Un fuego fatuo iluminaba el fondo del corredor que lentamente recorría pero que no terminaba de recorrer. Puertas a diestra y siniestra pasaban. Escuché el aleteo de una dulce y enorme ave negra que volaba y pasaba de derecha a izquierda, una voz que me decía despierta y un repentino frío.

Cuando me desperté, recordé haber visto el majestuoso pájaro y su lento revoloteo mientras cruzaba, un aleteo que apenas hacía resistencia al viento. Estaba en la plaza ese día y yo sentía que estaba soñando, sentía que me faltaba el oxígeno, pero supe que no era un sueño cuando mi hermano llegó a saludarme.

Cuando era pequeño, veía sombras con hábito color café como monjes franciscanos en las esquinas. De repente, al voltear a mirar, se les podía ver escondiéndose. Bueno, para ser sincero, no solo veía franciscanos; veía otras sombras que se colaban en las esquinas o que desaparecían detrás de las bancas de los parques.

Yo daba por descontado que me buscaban; por lo tanto, no me podía descuidar. Debía estar vigilante porque, si no los alcanzaba a ver, podrían fácilmente llegar a mí. No había forma de estar alerta o en vigilia todo el tiempo, así que la zozobra en la noche era incalculable.

La pregunta era sencilla, o por lo menos así me lo parecía: ¿por qué me buscaban? Yo no me sentía tan especial; pues, ¿qué puede tener un niño de especial? Sin embargo, ya adulto, cuando vi el ave, supe que hacía parte de aquellos buscadores.

Ya no sentía aquel miedo sobrecogedor que produce su huidiza actitud; ahora estaba dispuesto a enfrentarlos. Lo que me proponía en primer lugar, bajo una lógica básica, era que mi hermano los viera. La tarea no fue para nada fácil, pero comenzó a creerme un buen día cuando en casa, un tío que pasaba la noche de visita soñó con el abuelo. En este sueño, el abuelo, con chamarra corta tejana, llegaba a un lugar a cantar una buena ranchera. El abuelo tenía un bigote negro espeso que, en combinación con su atuendo del ciclo de oro del cine del mexicano, producía una voz a lo José Alfredo Jiménez que añoraba pero que ponía los pelos de punta.

En aquella ocasión, el tío contó aquel vívido sueño y mi hermano pensó enseguida que algo fuera de lo normal ocurría en la casa.

Cuando se supo del sueño de mi tío, yo tuve el coraje de contarle a mi hermano sobre los perseguidores. Le conté también que al poner la cabeza en la almohada, se abría un libro enorme que escogía la pesadilla de turno para esa noche.

Mi hermano pensó en la relación de todo lo acontecido pero no logró hilar nada hasta que un día, estando en el escritorio, pudo ver cómo las llaves que estaban sobre el televisor se iban al suelo sin más ni más. Al instante entendió que lo que le decía no era un invento.

El abuelo siguió su peregrinar por los sueños de la familia, la dulce ave negra cruzaba los cielos y presentaba al abuelo a sus familiares. Nietos e hijos lo conocieron en sueños pues nunca lo vieron en persona. Cuando comenzamos a comentar de qué trataban, siempre mustio gallardo y elegante aparecía o bien con su traje militar y su gorro de cuartel caqui o bien con sus chamarras mexicanas cortas al mejor estilo de Jorge Negrete. Eran diversas sus interacciones pero parecían no tener relación entre ellas.

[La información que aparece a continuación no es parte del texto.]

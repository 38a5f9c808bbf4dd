//! Catalog filtering and sorting.
//!
//! [`filter_and_sort`] is the storefront's browsing engine: a pure function
//! from a product slice and a [`CatalogQuery`] to a freshly allocated,
//! render-ready list. Calling it twice with the same arguments yields the
//! same output and the input slice is never touched; the catalog page can
//! therefore re-derive its view on every filter change without bookkeeping.

pub mod seed;

use std::cmp::Ordering;

use daisy_client::{ApiClient, ApiError};
use daisy_core::{CategoryFilter, CollectionFilter, PriceRange, Product, SortKey};

/// Transient per-view filter and sort state for the catalog page.
///
/// Not persisted; a fresh page starts from `CatalogQuery::default()`
/// (everything visible, featured order, the default browsing price range).
#[derive(Debug, Clone, Default)]
pub struct CatalogQuery {
    pub category: CategoryFilter,
    pub collection: CollectionFilter,
    pub sort: SortKey,
    pub price_range: PriceRange,
}

/// Derive the render-ready product list for a query.
///
/// Filters apply in order (category, collection, inclusive price range),
/// then the sort. `newest` and `featured` are stable partitions; the price
/// and rating sorts are stable, so catalog order breaks ties throughout.
#[must_use]
pub fn filter_and_sort(products: &[Product], query: &CatalogQuery) -> Vec<Product> {
    let mut filtered: Vec<Product> = products
        .iter()
        .filter(|p| query.category.matches(p.category))
        .filter(|p| query.collection.matches(&p.collection))
        .filter(|p| query.price_range.contains(p.price))
        .cloned()
        .collect();

    match query.sort {
        SortKey::Newest => stable_partition(&mut filtered, |p| p.is_new),
        SortKey::PriceAsc => filtered.sort_by(|a, b| a.price.cmp(&b.price)),
        SortKey::PriceDesc => filtered.sort_by(|a, b| b.price.cmp(&a.price)),
        SortKey::Rating => filtered.sort_by(|a, b| {
            b.rating.partial_cmp(&a.rating).unwrap_or(Ordering::Equal)
        }),
        SortKey::Featured => stable_partition(&mut filtered, |p| p.is_bestseller),
    }

    filtered
}

/// Move matching elements to the front, preserving relative order within
/// both groups.
fn stable_partition<F>(items: &mut Vec<Product>, pred: F)
where
    F: Fn(&Product) -> bool,
{
    let (mut front, back): (Vec<Product>, Vec<Product>) =
        items.drain(..).partition(|p| pred(p));
    front.extend(back);
    *items = front;
}

/// Fetch the full catalog from the backend.
///
/// The API-backed variant of the catalog page; the static seed in
/// [`seed`] covers the offline variant.
///
/// # Errors
///
/// Returns [`ApiError`] if the request fails.
pub async fn fetch_products(api: &ApiClient) -> Result<Vec<Product>, ApiError> {
    api.get("/products").await
}

#[cfg(test)]
#[allow(clippy::unwrap_used)]
mod tests {
    use super::*;
    use daisy_core::{Category, ProductId};
    use rust_decimal::Decimal;

    fn product(id: i32, price: i64) -> Product {
        Product {
            id: ProductId::new(id),
            name: format!("Piece {id}"),
            price: Decimal::from(price),
            original_price: None,
            images: vec![],
            category: Category::Rings,
            collection: "Everyday Luxe".to_owned(),
            description: String::new(),
            details: vec![],
            materials: vec![],
            care_instructions: vec![],
            is_new: false,
            is_bestseller: false,
            rating: 4.0,
            reviews: 10,
            in_stock: true,
            colors: None,
            sizes: None,
        }
    }

    fn catalog() -> Vec<Product> {
        let mut one = product(1, 100);
        one.category = Category::Earrings;
        one.collection = "Garden Dreams".to_owned();
        one.is_new = true;
        one.rating = 4.9;

        let mut two = product(2, 200);
        two.category = Category::Bracelets;
        two.is_bestseller = true;
        two.rating = 4.8;

        let mut three = product(3, 300);
        three.category = Category::Necklaces;
        three.collection = "Garden Dreams".to_owned();
        three.is_new = true;
        three.is_bestseller = true;
        three.rating = 5.0;

        let four = product(4, 400);

        vec![one, two, three, four]
    }

    fn ids(products: &[Product]) -> Vec<i32> {
        products.iter().map(|p| p.id.as_i32()).collect()
    }

    #[test]
    fn test_pure_and_input_untouched() {
        let input = catalog();
        let before = input.clone();
        let query = CatalogQuery {
            sort: SortKey::PriceDesc,
            ..CatalogQuery::default()
        };

        let first = filter_and_sort(&input, &query);
        let second = filter_and_sort(&input, &query);

        assert_eq!(first, second);
        assert_eq!(input, before);
    }

    #[test]
    fn test_category_filter() {
        let query = CatalogQuery {
            category: CategoryFilter::Only(Category::Earrings),
            ..CatalogQuery::default()
        };
        assert_eq!(ids(&filter_and_sort(&catalog(), &query)), vec![1]);
    }

    #[test]
    fn test_collection_filter() {
        let query = CatalogQuery {
            collection: CollectionFilter::Named("Garden Dreams".to_owned()),
            ..CatalogQuery::default()
        };
        // Featured default sort puts bestseller 3 before 1
        assert_eq!(ids(&filter_and_sort(&catalog(), &query)), vec![3, 1]);
    }

    #[test]
    fn test_price_range_inclusive() {
        let query = CatalogQuery {
            price_range: PriceRange::new(Decimal::from(100), Decimal::from(300)).unwrap(),
            sort: SortKey::PriceAsc,
            ..CatalogQuery::default()
        };
        assert_eq!(ids(&filter_and_sort(&catalog(), &query)), vec![1, 2, 3]);
    }

    #[test]
    fn test_every_result_within_range() {
        let range = PriceRange::new(Decimal::from(150), Decimal::from(350)).unwrap();
        let query = CatalogQuery {
            price_range: range,
            ..CatalogQuery::default()
        };
        for p in filter_and_sort(&catalog(), &query) {
            assert!(range.contains(p.price), "{} out of range", p.price);
        }
    }

    #[test]
    fn test_newest_is_stable_partition() {
        let query = CatalogQuery {
            sort: SortKey::Newest,
            ..CatalogQuery::default()
        };
        // New items 1, 3 keep their relative order, then 2, 4 keep theirs.
        assert_eq!(ids(&filter_and_sort(&catalog(), &query)), vec![1, 3, 2, 4]);
    }

    #[test]
    fn test_featured_is_stable_partition() {
        let query = CatalogQuery::default();
        assert_eq!(ids(&filter_and_sort(&catalog(), &query)), vec![2, 3, 1, 4]);
    }

    #[test]
    fn test_price_sort_ties_keep_catalog_order() {
        let mut input = catalog();
        for p in &mut input {
            p.price = Decimal::from(250);
        }
        let query = CatalogQuery {
            sort: SortKey::PriceAsc,
            ..CatalogQuery::default()
        };
        assert_eq!(ids(&filter_and_sort(&input, &query)), vec![1, 2, 3, 4]);
    }

    #[test]
    fn test_rating_sorts_descending() {
        let query = CatalogQuery {
            sort: SortKey::Rating,
            ..CatalogQuery::default()
        };
        assert_eq!(ids(&filter_and_sort(&catalog(), &query)), vec![3, 1, 2, 4]);
    }

    #[test]
    fn test_price_desc_within_range_scenario() {
        // Catalog priced [100, 200, 300, 400], sort price-desc, range [150, 350]
        let query = CatalogQuery {
            sort: SortKey::PriceDesc,
            price_range: PriceRange::new(Decimal::from(150), Decimal::from(350)).unwrap(),
            ..CatalogQuery::default()
        };
        let result = filter_and_sort(&catalog(), &query);
        assert_eq!(
            result.iter().map(|p| p.price).collect::<Vec<_>>(),
            vec![Decimal::from(300), Decimal::from(200)]
        );
    }

    #[test]
    fn test_empty_catalog() {
        assert!(filter_and_sort(&[], &CatalogQuery::default()).is_empty());
    }
}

Yo lo soñé; lo vi hablarme en un espacio infinito de suelos blancos. Allí me encargaba el cuidado de mi mamá.

El abuelo nunca envejece; siempre se le veía como en las fotos de la casa de la abuela, gallardo y elegante tanto como la imagen del Cristo de Sallman que colgaba en el largo hall de entrada.

Ahora que mi hermano sospecha, esperamos una nueva visita, un ave que nos presente el frío que antecede a la presencia de los que persiguen, de los que acechan en sueños.